Quale fu la professione di san Giuseppe? In proposito riportiamo l’ipotesi di uno dei più illustri biblisti contemporanei, il cardinale Gianfranco Ravasi. Questi nel suo recente libro Giuseppe il padre di Gesù, partendo dal versetto di Matteo: Non è costui il figlio del téktón?, scrive: “Il termine téktón di per sé indica il falegname o il carpentiere, colui che esercita il suo mestiere con un materiale duro. Le antiche versioni dei vangeli hanno optato per la traduzione falegname. Tuttavia non bisogna dimenticare che il legno non serviva solo per approntare aratri o mobili vari, ma anche come vero e proprio materiale di costruzione edilizia. Se stiamo alla documentazione e alla ricostruzione più attenta e fondata del quadro socio-economico giudaico del I secolo, possiamo ottenere i risultati che seguono: a) livello delle alte classi che comprendeva i latifondisti, i grossi mercanti e i sovrintendenti alla esazione delle tasse; b) al livello opposto, il più basso, erano collocati invece i lavoratori a giornata. La categoria del téktón, come quella prevalente dei piccoli coltivatori e dei pescatori si collocava a un livello intermedio tra quei due estremi, ma con una tendenza verso il basso. Perciò la famiglia di Gesù non era povera in senso stretto”.

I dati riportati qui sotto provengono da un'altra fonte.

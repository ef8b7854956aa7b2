//! The camera rig: position, look-at target, and projection parameters.

use bevy_ecs::prelude::*;
use glam::{DMat4, DVec2, DVec3};
use orrery_math::Ray;

/// Camera state shared by picking, targeting, and rendering.
///
/// The rig is the single authority on where the camera is and what it
/// looks at; the targeting systems move it, picking unprojects through it,
/// and the render push hands its matrices to the renderer.
#[derive(Resource, Clone, Debug)]
pub struct CameraRig {
    /// Camera position in scene units.
    pub position: DVec3,
    /// Point the camera looks at (the orbit-controls target).
    pub look_at: DVec3,
    /// Vertical field of view in radians.
    pub fov_y: f64,
    /// Viewport size in physical pixels.
    pub viewport_width: f64,
    pub viewport_height: f64,
    /// Clip planes.
    pub near: f64,
    pub far: f64,
}

impl Default for CameraRig {
    fn default() -> Self {
        Self {
            position: DVec3::new(-175.0, 115.0, 5.0),
            look_at: DVec3::ZERO,
            fov_y: 75.0_f64.to_radians(),
            viewport_width: 1280.0,
            viewport_height: 720.0,
            near: 0.1,
            far: 5000.0,
        }
    }
}

impl CameraRig {
    /// Viewport aspect ratio. Falls back to 1.0 for a degenerate viewport.
    pub fn aspect(&self) -> f64 {
        if self.viewport_height > 0.0 {
            self.viewport_width / self.viewport_height
        } else {
            1.0
        }
    }

    /// Apply a window resize.
    pub fn set_viewport(&mut self, width: f64, height: f64) {
        self.viewport_width = width;
        self.viewport_height = height;
    }

    /// World-to-view transform.
    pub fn view_matrix(&self) -> DMat4 {
        let forward = self.look_at - self.position;
        // Degenerate when the camera sits exactly on its target; keep the
        // matrix finite by looking down -Z.
        let center = if forward.length_squared() < 1e-12 {
            self.position + DVec3::NEG_Z
        } else {
            self.look_at
        };
        DMat4::look_at_rh(self.position, center, DVec3::Y)
    }

    /// View-to-clip transform with GL-style `[-1, 1]` depth.
    pub fn projection_matrix(&self) -> DMat4 {
        DMat4::perspective_rh_gl(self.fov_y, self.aspect(), self.near, self.far)
    }

    /// World-space ray from the camera through a point in NDC.
    pub fn ray_through(&self, ndc: DVec2) -> Ray {
        let view_proj_inverse = (self.projection_matrix() * self.view_matrix()).inverse();
        // Unproject a mid-frustum point and aim at it, the way a screen
        // raycaster seeds from the camera.
        let world_point = view_proj_inverse.project_point3(DVec3::new(ndc.x, ndc.y, 0.5));
        Ray::pointing(self.position, world_point)
    }
}
//! Deferred moon attachment: moons whose meshes load in the background
//! join the world at the next frame's merge point, never mid-tick.

use bevy_ecs::prelude::*;
use crossbeam_channel::TryRecvError;
use tracing::{info, warn};

use orrery_ecs::MergeQueue;
use orrery_scene::MeshTicket;

use crate::catalog::MoonSpec;
use crate::spawn::spawn_moon;

/// One moon waiting for its mesh to arrive.
pub struct PendingMoon {
    pub parent: Entity,
    pub spec: MoonSpec,
    pub ticket: MeshTicket,
}

/// Moons whose meshes are still loading.
#[derive(Resource, Default)]
pub struct PendingMoonLoads {
    pending: Vec<PendingMoon>,
}

impl PendingMoonLoads {
    pub fn push(&mut self, parent: Entity, spec: MoonSpec, ticket: MeshTicket) {
        self.pending.push(PendingMoon {
            parent,
            spec,
            ticket,
        });
    }

    pub fn len(&self) -> usize {
        self.pending.len()
    }

    pub fn is_empty(&self) -> bool {
        self.pending.is_empty()
    }
}

/// Poll every outstanding mesh load and queue completed moons for the next
/// merge. Runs before the merge queue flushes, so an attached moon is fully
/// present before any other system can see it.
///
/// A failed load drops that one moon with a warning; everything else keeps
/// going.
pub fn drain_moon_loads(mut loads: ResMut<PendingMoonLoads>, mut merges: ResMut<MergeQueue>) {
    let outstanding = std::mem::take(&mut loads.pending);
    for load in outstanding {
        match load.ticket.try_recv() {
            Ok(Ok(node)) => {
                let PendingMoon { parent, spec, .. } = load;
                info!("mesh for {} arrived, attaching at merge", spec.name);
                merges.enqueue(move |world| {
                    spawn_moon(world, parent, &spec, node);
                });
            }
            Ok(Err(err)) => {
                warn!("{} stays out of the scene: {err}", load.spec.name);
            }
            Err(TryRecvError::Empty) => loads.pending.push(load),
            Err(TryRecvError::Disconnected) => {
                warn!(
                    "mesh loader dropped {} without a result",
                    load.spec.name
                );
            }
        }
    }
}

#[cfg(test)]
mod tests {
    use super::*;
    use orrery_ecs::{SimSchedules, SimStage, create_world, flush_merge_queue};
    use orrery_scene::{NodeHandle, SceneError};

    use crate::components::MoonOf;

    fn test_spec() -> MoonSpec {
        MoonSpec {
            name: "Phobos",
            radius: 1.0,
            orbit_radius: 5.0,
            orbit_speed: 0.002,
            tilt_deg: 0.0,
            spin_step: 0.001,
            texture: None,
            mesh: Some("models/phobos.glb"),
        }
    }

    fn merge_schedules() -> SimSchedules {
        let mut schedules = SimSchedules::new();
        schedules.add_system(SimStage::Merge, (drain_moon_loads, flush_merge_queue).chain());
        schedules
    }

    #[test]
    fn test_completed_load_attaches_at_merge() {
        let mut world = create_world();
        world.init_resource::<PendingMoonLoads>();
        let parent = world.spawn_empty().id();

        let (tx, rx) = crossbeam_channel::bounded(1);
        tx.send(Ok(NodeHandle(9))).unwrap();
        world
            .resource_mut::<PendingMoonLoads>()
            .push(parent, test_spec(), rx);

        merge_schedules().run(&mut world);

        let mut moons = world.query::<&MoonOf>();
        let attached: Vec<_> = moons.iter(&world).collect();
        assert_eq!(attached.len(), 1);
        assert_eq!(attached[0].parent, parent);
        assert!(world.resource::<PendingMoonLoads>().is_empty());
    }

    #[test]
    fn test_failed_load_drops_only_that_moon() {
        let mut world = create_world();
        world.init_resource::<PendingMoonLoads>();
        let parent = world.spawn_empty().id();

        let (tx, rx) = crossbeam_channel::bounded(1);
        tx.send(Err(SceneError::MeshLoad {
            path: "models/phobos.glb".to_string(),
        }))
        .unwrap();
        world
            .resource_mut::<PendingMoonLoads>()
            .push(parent, test_spec(), rx);

        merge_schedules().run(&mut world);

        let mut moons = world.query::<&MoonOf>();
        assert_eq!(moons.iter(&world).count(), 0);
        assert!(world.resource::<PendingMoonLoads>().is_empty());
    }

    #[test]
    fn test_unfinished_load_stays_pending() {
        let mut world = create_world();
        world.init_resource::<PendingMoonLoads>();
        let parent = world.spawn_empty().id();

        let (tx, rx) = crossbeam_channel::bounded::<Result<NodeHandle, SceneError>>(1);
        world
            .resource_mut::<PendingMoonLoads>()
            .push(parent, test_spec(), rx);

        let mut schedules = merge_schedules();
        schedules.run(&mut world);
        assert_eq!(world.resource::<PendingMoonLoads>().len(), 1);

        // Completion is picked up on the following frame.
        tx.send(Ok(NodeHandle(3))).unwrap();
        schedules.run(&mut world);
        assert!(world.resource::<PendingMoonLoads>().is_empty());

        let mut moons = world.query::<&MoonOf>();
        assert_eq!(moons.iter(&world).count(), 1);
    }
}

Con le argomentazioni del cardinale Ravasi, abbiamo potuto conoscere a sufficienza quale fosse la professione di san Giuseppe. All’epoca i figli imparavano il mestiere del padre. Non sarà difficile per la nostra immaginazione ricostruire l’impegno lavorativo di Gesù. È stupefacente osservarlo alle prese con gli strumenti da lavoro nella bottega del padre. Nel villaggio lo conoscevano tutti per il lavoro che faceva, al punto che i concittadini, stupiti della sua sapienza, con sarcasmo, si dicevano: “Non è costui il falegname, il figlio di Maria?” (Mc 6,3).

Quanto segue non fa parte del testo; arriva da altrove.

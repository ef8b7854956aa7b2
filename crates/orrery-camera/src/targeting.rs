//! The camera targeting state machine.
//!
//! Selection (handled by the pick systems) puts the state into
//! `MovingToTarget`; each frame the camera eases toward the stored target
//! until it lands within the arrival threshold, at which point the info
//! panel opens. Dismissal flips to `MovingToRest`, resumes orbital motion,
//! and eases back out to the rest pose. The easing is a fixed per-tick
//! fraction, frame-rate dependent on purpose to match the rest of the
//! animation model.

use bevy_ecs::prelude::*;
use glam::DVec3;
use tracing::{debug, warn};

use orrery_ecs::{
    BodyPosition, CameraPhase, CameraRig, Name, PointerState, SelectionState, SimulationClock,
};
use orrery_scene::InfoPanelHandle;

/// Tunable easing parameters, overridable from configuration.
#[derive(Resource, Clone, Copy, Debug)]
pub struct CameraTuning {
    /// Per-tick lerp fraction while approaching a selected body.
    pub approach_damping: f64,
    /// Per-tick lerp fraction while retreating to the rest pose.
    pub retreat_damping: f64,
    /// Distance below which a transition counts as arrived.
    pub arrival_threshold: f64,
}

impl Default for CameraTuning {
    fn default() -> Self {
        Self {
            approach_damping: 0.03,
            retreat_damping: 0.05,
            arrival_threshold: 1.0,
        }
    }
}

/// Handle an info-panel dismissal.
///
/// Every side effect of the dismissal happens together in this one tick:
/// orbital motion resumes at the default multiplier, the look-at target
/// returns to the world origin, the panel hides, and the camera starts
/// retreating. Valid from any phase.
pub fn dismiss_system(
    pointer: Res<PointerState>,
    panel: Res<InfoPanelHandle>,
    mut clock: ResMut<SimulationClock>,
    mut rig: ResMut<CameraRig>,
    mut selection: ResMut<SelectionState>,
) {
    if !pointer.dismiss_requested {
        return;
    }

    selection.selected = None;
    selection.camera_phase = CameraPhase::MovingToRest;
    clock.set_orbit_speed_multiplier(1.0);
    rig.look_at = DVec3::ZERO;
    panel.hide_info();
    debug!("selection dismissed, retreating to rest position");
}

/// Advance the camera transition one step.
pub fn camera_targeting_system(
    tuning: Res<CameraTuning>,
    panel: Res<InfoPanelHandle>,
    names: Query<&Name, With<BodyPosition>>,
    mut rig: ResMut<CameraRig>,
    mut selection: ResMut<SelectionState>,
) {
    match selection.camera_phase {
        CameraPhase::Idle => {}
        CameraPhase::MovingToTarget => {
            let target = selection.target_camera_position;
            rig.position = rig.position.lerp(target, tuning.approach_damping);

            if rig.position.distance(target) < tuning.arrival_threshold {
                selection.camera_phase = CameraPhase::Idle;
                match selection.selected.and_then(|body| names.get(body).ok()) {
                    Some(name) => panel.show_info(name.as_str()),
                    None => warn!("arrived at a selection that no longer resolves to a body"),
                }
            }
        }
        CameraPhase::MovingToRest => {
            let rest = selection.rest_camera_position;
            rig.position = rig.position.lerp(rest, tuning.retreat_damping);

            if rig.position.distance(rest) < tuning.arrival_threshold {
                selection.camera_phase = CameraPhase::Idle;
                debug!("camera back at rest");
            }
        }
    }
}

#[cfg(test)]
mod tests {
    use super::*;
    use std::sync::Arc;

    use orrery_ecs::{BodyBundle, BodyRadius, SimSchedules, SimStage, ViewOffset, create_world};
    use orrery_scene::{PanelEvent, RecordingPanel};

    struct Fixture {
        world: World,
        schedules: SimSchedules,
        panel: Arc<RecordingPanel>,
    }

    fn fixture() -> Fixture {
        let mut world = create_world();
        world.insert_resource(CameraTuning::default());

        let panel = Arc::new(RecordingPanel::new());
        world.insert_resource(InfoPanelHandle(panel.clone()));

        let mut schedules = SimSchedules::new();
        schedules.add_system(
            SimStage::Camera,
            (dismiss_system, camera_targeting_system).chain(),
        );

        Fixture {
            world,
            schedules,
            panel,
        }
    }

    fn spawn_body(world: &mut World, name: &str, position: DVec3) -> Entity {
        world
            .spawn(BodyBundle {
                name: Name::new(name),
                position: BodyPosition(position),
                radius: BodyRadius(5.0),
                view_offset: ViewOffset(25.0),
            })
            .id()
    }

    fn select(world: &mut World, body: Entity, target: DVec3) {
        let mut selection = world.resource_mut::<SelectionState>();
        selection.selected = Some(body);
        selection.camera_phase = CameraPhase::MovingToTarget;
        selection.target_camera_position = target;
        world
            .resource_mut::<SimulationClock>()
            .set_orbit_speed_multiplier(0.0);
    }

    #[test]
    fn test_approach_converges_and_opens_panel() {
        let mut f = fixture();
        let body = spawn_body(&mut f.world, "Jupiter", DVec3::ZERO);
        f.world.resource_mut::<CameraRig>().position = DVec3::new(0.0, 0.0, 300.0);
        select(&mut f.world, body, DVec3::new(0.0, 0.0, 50.0));

        let mut last_distance = f64::INFINITY;
        let mut ticks = 0;
        while f.world.resource::<SelectionState>().camera_phase == CameraPhase::MovingToTarget {
            f.schedules.run(&mut f.world);
            ticks += 1;
            assert!(ticks < 1000, "approach did not converge");

            let distance = f
                .world
                .resource::<CameraRig>()
                .position
                .distance(DVec3::new(0.0, 0.0, 50.0));
            assert!(
                distance < last_distance + 1e-9,
                "distance must shrink every tick: {distance} after {last_distance}"
            );
            last_distance = distance;
        }

        assert!(last_distance < 1.0, "final distance = {last_distance}");
        assert_eq!(
            f.panel.events(),
            vec![PanelEvent::Shown("Jupiter".into())],
            "panel opens exactly once, on arrival"
        );
    }

    #[test]
    fn test_dismissal_resumes_orbits_and_retreats() {
        let mut f = fixture();
        let body = spawn_body(&mut f.world, "Mars", DVec3::ZERO);
        f.world.resource_mut::<CameraRig>().position = DVec3::new(0.0, 0.0, 15.0);
        f.world.resource_mut::<CameraRig>().look_at = DVec3::new(1.0, 2.0, 3.0);
        select(&mut f.world, body, DVec3::new(0.0, 0.0, 15.0));
        f.world.resource_mut::<SelectionState>().camera_phase = CameraPhase::Idle;

        f.world.resource_mut::<PointerState>().request_dismiss();
        f.schedules.run(&mut f.world);

        let selection = f.world.resource::<SelectionState>();
        assert_eq!(selection.camera_phase, CameraPhase::MovingToRest);
        assert_eq!(selection.selected, None);
        assert_eq!(
            f.world.resource::<SimulationClock>().orbit_speed_multiplier,
            1.0,
            "dismissal resumes orbital motion"
        );
        assert_eq!(f.world.resource::<CameraRig>().look_at, DVec3::ZERO);
        assert_eq!(f.panel.events(), vec![PanelEvent::Hidden]);
    }

    #[test]
    fn test_retreat_reaches_rest_and_idles() {
        let mut f = fixture();
        spawn_body(&mut f.world, "Mars", DVec3::ZERO);
        f.world.resource_mut::<CameraRig>().position = DVec3::new(0.0, 0.0, 15.0);
        f.world.resource_mut::<SelectionState>().camera_phase = CameraPhase::MovingToRest;

        let rest = f.world.resource::<SelectionState>().rest_camera_position;
        let mut ticks = 0;
        while f.world.resource::<SelectionState>().camera_phase == CameraPhase::MovingToRest {
            f.schedules.run(&mut f.world);
            ticks += 1;
            assert!(ticks < 1000, "retreat did not converge");
        }

        let position = f.world.resource::<CameraRig>().position;
        assert!(position.distance(rest) < 1.0, "position = {position}");
        assert_eq!(
            f.world.resource::<SelectionState>().camera_phase,
            CameraPhase::Idle
        );
    }

    #[test]
    fn test_idle_phase_leaves_camera_alone() {
        let mut f = fixture();
        let before = f.world.resource::<CameraRig>().position;
        f.schedules.run(&mut f.world);
        let after = f.world.resource::<CameraRig>().position;
        assert_eq!(before, after);
        assert!(f.panel.events().is_empty());
    }

    #[test]
    fn test_dismiss_mid_approach_overrides_targeting() {
        let mut f = fixture();
        let body = spawn_body(&mut f.world, "Venus", DVec3::ZERO);
        f.world.resource_mut::<CameraRig>().position = DVec3::new(0.0, 0.0, 300.0);
        select(&mut f.world, body, DVec3::new(0.0, 0.0, 50.0));

        f.schedules.run(&mut f.world);
        assert_eq!(
            f.world.resource::<SelectionState>().camera_phase,
            CameraPhase::MovingToTarget
        );

        f.world.resource_mut::<PointerState>().request_dismiss();
        f.schedules.run(&mut f.world);

        assert_eq!(
            f.world.resource::<SelectionState>().camera_phase,
            CameraPhase::MovingToRest,
            "dismissal is valid from any phase"
        );
        assert!(
            f.panel.events().contains(&PanelEvent::Hidden),
            "panel hides even if it never opened"
        );
    }
}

Il 19 marzo scorso, festa dei papà, papa Francesco davanti a 100mila persone in piazza san Pietro, propone san Giuseppe come modello dei genitori: “Giuseppe faceva da papà a Gesù e nel suo custodirlo, educandolo a crescere in età, sapienza e grazia, egli è modello per ogni educatore, in particolare per ogni padre”.